(Record excerpts Opens)

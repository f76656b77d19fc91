use anyhow::{Context, Result};
use search_core::{
    remove_duplicates, DocId, Document, DocumentStatus, ExecutionMode, Rating, SearchConfig,
    SearchServer,
};
use serde::{Deserialize, Serialize};
use std::fs::File;
use std::io::{BufRead, BufReader};
use std::path::{Path, PathBuf};
use walkdir::WalkDir;

/// One document of an input corpus file.
#[derive(Debug, Clone, Serialize, Deserialize)]
pub struct InputDoc {
    pub id: DocId,
    pub text: String,
    #[serde(default)]
    pub status: DocumentStatus,
    #[serde(default)]
    pub ratings: Vec<Rating>,
}

#[derive(Debug, Serialize)]
pub struct QueryOutput {
    pub query: String,
    pub took_s: f64,
    pub results: Vec<Document>,
}

#[derive(Debug, Serialize)]
pub struct MatchOutput {
    pub id: DocId,
    pub found: bool,
    pub terms: Vec<String>,
    pub status: Option<DocumentStatus>,
}

/// Collect `.json` / `.jsonl` files under `input` (a file or a directory), sorted by path.
pub fn corpus_files(input: &Path) -> Vec<PathBuf> {
    let mut files = Vec::new();
    if input.is_dir() {
        for entry in WalkDir::new(input).into_iter().filter_map(|e| e.ok()) {
            let p = entry.path();
            let ext = p.extension().and_then(|s| s.to_str());
            if p.is_file() && matches!(ext, Some("json" | "jsonl")) {
                files.push(p.to_path_buf());
            }
        }
        files.sort();
    } else if input.is_file() {
        files.push(input.to_path_buf());
    }
    files
}

/// Read every document of a corpus file or directory.
pub fn load_corpus(input: &Path) -> Result<Vec<InputDoc>> {
    let mut docs = Vec::new();
    for file in corpus_files(input) {
        if file.extension().and_then(|s| s.to_str()) == Some("jsonl") {
            read_jsonl(&file, &mut docs)?;
        } else {
            read_json(&file, &mut docs)?;
        }
    }
    tracing::info!(num_docs = docs.len(), input = %input.display(), "corpus loaded");
    Ok(docs)
}

fn open(file: &Path) -> Result<BufReader<File>> {
    let f = File::open(file).with_context(|| format!("opening {}", file.display()))?;
    Ok(BufReader::new(f))
}

fn read_jsonl(file: &Path, docs: &mut Vec<InputDoc>) -> Result<()> {
    let reader = open(file)?;
    for (line_no, line) in reader.lines().enumerate() {
        let line = line?;
        if line.trim().is_empty() {
            continue;
        }
        let doc: InputDoc = serde_json::from_str(&line)
            .with_context(|| format!("{}:{}", file.display(), line_no + 1))?;
        docs.push(doc);
    }
    Ok(())
}

fn read_json(file: &Path, docs: &mut Vec<InputDoc>) -> Result<()> {
    let reader = open(file)?;
    let json: serde_json::Value = serde_json::from_reader(reader)?;
    match json {
        serde_json::Value::Array(arr) => {
            for v in arr {
                docs.push(serde_json::from_value(v)?);
            }
        }
        serde_json::Value::Object(_) => docs.push(serde_json::from_value(json)?),
        _ => tracing::warn!(file = %file.display(), "skipping file without documents"),
    }
    Ok(())
}

/// Index the documents. Rejected documents are logged and skipped unless `strict`.
pub fn build_server(
    stop_words: &str,
    config: SearchConfig,
    docs: &[InputDoc],
    strict: bool,
) -> Result<SearchServer> {
    let mut server = SearchServer::with_config(stop_words.split(' '), config)?;
    for doc in docs {
        if let Err(err) = server.add_document(doc.id, &doc.text, doc.status, &doc.ratings) {
            if strict {
                return Err(err).with_context(|| format!("adding document {}", doc.id));
            }
            tracing::warn!(doc_id = doc.id, %err, "document skipped");
        }
    }
    Ok(server)
}

pub fn run_queries(
    server: &SearchServer,
    queries: &[String],
    status: DocumentStatus,
    mode: ExecutionMode,
) -> Result<Vec<QueryOutput>> {
    let mut out = Vec::with_capacity(queries.len());
    for query in queries {
        let start = std::time::Instant::now();
        let results = server.find_top_documents_with(mode, query, move |_, s, _| s == status)?;
        out.push(QueryOutput {
            query: query.clone(),
            took_s: start.elapsed().as_secs_f64(),
            results,
        });
    }
    Ok(out)
}

pub fn run_match(
    server: &SearchServer,
    query: &str,
    id: DocId,
    mode: ExecutionMode,
) -> Result<MatchOutput> {
    Ok(match server.match_document_with(mode, query, id)? {
        Some((terms, status)) => MatchOutput { id, found: true, terms, status: Some(status) },
        None => MatchOutput { id, found: false, terms: Vec::new(), status: None },
    })
}

pub fn run_dedup(server: &mut SearchServer) -> Vec<DocId> {
    remove_duplicates(server)
}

(Record excerpts Closes)

• **Task**: Repeat the material exactly. Every line should match.

• **Result of the task**:
repository f76656b77d19fc91
use anyhow::{Context, Result};
use search_core::{
    remove_duplicates, DocId, Document, DocumentStatus, ExecutionMode, Rating, SearchConfig,
    SearchServer,
};
use serde::{Deserialize, Serialize};
use std::fs::File;
use std::io::{BufRead, BufReader};
use std::path::{Path, PathBuf};
use walkdir::WalkDir;

/// One document of an input corpus file.
#[derive(Debug, Clone, Serialize, Deserialize)]
pub struct InputDoc {
    pub id: DocId,
    pub text: String,
    #[serde(default)]
    pub status: DocumentStatus,
    #[serde(default)]
    pub ratings: Vec<Rating>,
}

#[derive(Debug, Serialize)]
pub struct QueryOutput {
    pub query: String,
    pub took_s: f64,
    pub results: Vec<Document>,
}

#[derive(Debug, Serialize)]
pub struct MatchOutput {
    pub id: DocId,
    pub found: bool,
    pub terms: Vec<String>,
    pub status: Option<DocumentStatus>,
}

/// Collect `.json` / `.jsonl` files under `input` (a file or a directory), sorted by path.
pub fn corpus_files(input: &Path) -> Vec<PathBuf> {
    let mut files = Vec::new();
    if input.is_dir() {
        for entry in WalkDir::new(input).into_iter().filter_map(|e| e.ok()) {
            let p = entry.path();
            let ext = p.extension().and_then(|s| s.to_str());
            if p.is_file() && matches!(ext, Some("json" | "jsonl")) {
                files.push(p.to_path_buf());
            }
        }
        files.sort();
    } else if input.is_file() {
        files.push(input.to_path_buf());
    }
    files
}

/// Read every document of a corpus file or directory.
pub fn load_corpus(input: &Path) -> Result<Vec<InputDoc>> {
    let mut docs = Vec::new();
    for file in corpus_files(input) {
        if file.extension().and_then(|s| s.to_str()) == Some("jsonl") {
            read_jsonl(&file, &mut docs)?;
        } else {
            read_json(&file, &mut docs)?;
        }
    }
    tracing::info!(num_docs = docs.len(), input = %input.display(), "corpus loaded");
    Ok(docs)
}

fn open(file: &Path) -> Result<BufReader<File>> {
    let f = File::open(file).with_context(|| format!("opening {}", file.display()))?;
    Ok(BufReader::new(f))
}

fn read_jsonl(file: &Path, docs: &mut Vec<InputDoc>) -> Result<()> {
    let reader = open(file)?;
    for (line_no, line) in reader.lines().enumerate() {
        let line = line?;
        if line.trim().is_empty() {
            continue;
        }
        let doc: InputDoc = serde_json::from_str(&line)
            .with_context(|| format!("{}:{}", file.display(), line_no + 1))?;
        docs.push(doc);
    }
    Ok(())
}

fn read_json(file: &Path, docs: &mut Vec<InputDoc>) -> Result<()> {
    let reader = open(file)?;
    let json: serde_json::Value = serde_json::from_reader(reader)?;
    match json {
        serde_json::Value::Array(arr) => {
            for v in arr {
                docs.push(serde_json::from_value(v)?);
            }
        }
        serde_json::Value::Object(_) => docs.push(serde_json::from_value(json)?),
        _ => tracing::warn!(file = %file.display(), "skipping file without documents"),
    }
    Ok(())
}

/// Index the documents. Rejected documents are logged and skipped unless `strict`.
pub fn build_server(
    stop_words: &str,
    config: SearchConfig,
    docs: &[InputDoc],
    strict: bool,
) -> Result<SearchServer> {
    let mut server = SearchServer::with_config(stop_words.split(' '), config)?;
    for doc in docs {
        if let Err(err) = server.add_document(doc.id, &doc.text, doc.status, &doc.ratings) {
            if strict {
                return Err(err).with_context(|| format!("adding document {}", doc.id));
            }
            tracing::warn!(doc_id = doc.id, %err, "document skipped");
        }
    }
    Ok(server)
}

pub fn run_queries(
    server: &SearchServer,
    queries: &[String],
    status: DocumentStatus,
    mode: ExecutionMode,
) -> Result<Vec<QueryOutput>> {
    let mut out = Vec::with_capacity(queries.len());
    for query in queries {
        let start = std::time::Instant::now();
        let results = server.find_top_documents_with(mode, query, move |_, s, _| s == status)?;
        out.push(QueryOutput {
            query: query.clone(),
            took_s: start.elapsed().as_secs_f64(),
            results,
        });
    }
    Ok(out)
}

pub fn run_match(
    server: &SearchServer,
    query: &str,
    id: DocId,
    mode: ExecutionMode,
) -> Result<MatchOutput> {
    Ok(match server.match_document_with(mode, query, id)? {
        Some((terms, status)) => MatchOutput { id, found: true, terms, status: Some(status) },
        None => MatchOutput { id, found: false, terms: Vec::new(), status: None },
    })
}

pub fn run_dedup(server: &mut SearchServer) -> Vec<DocId> {
    remove_duplicates(server)
}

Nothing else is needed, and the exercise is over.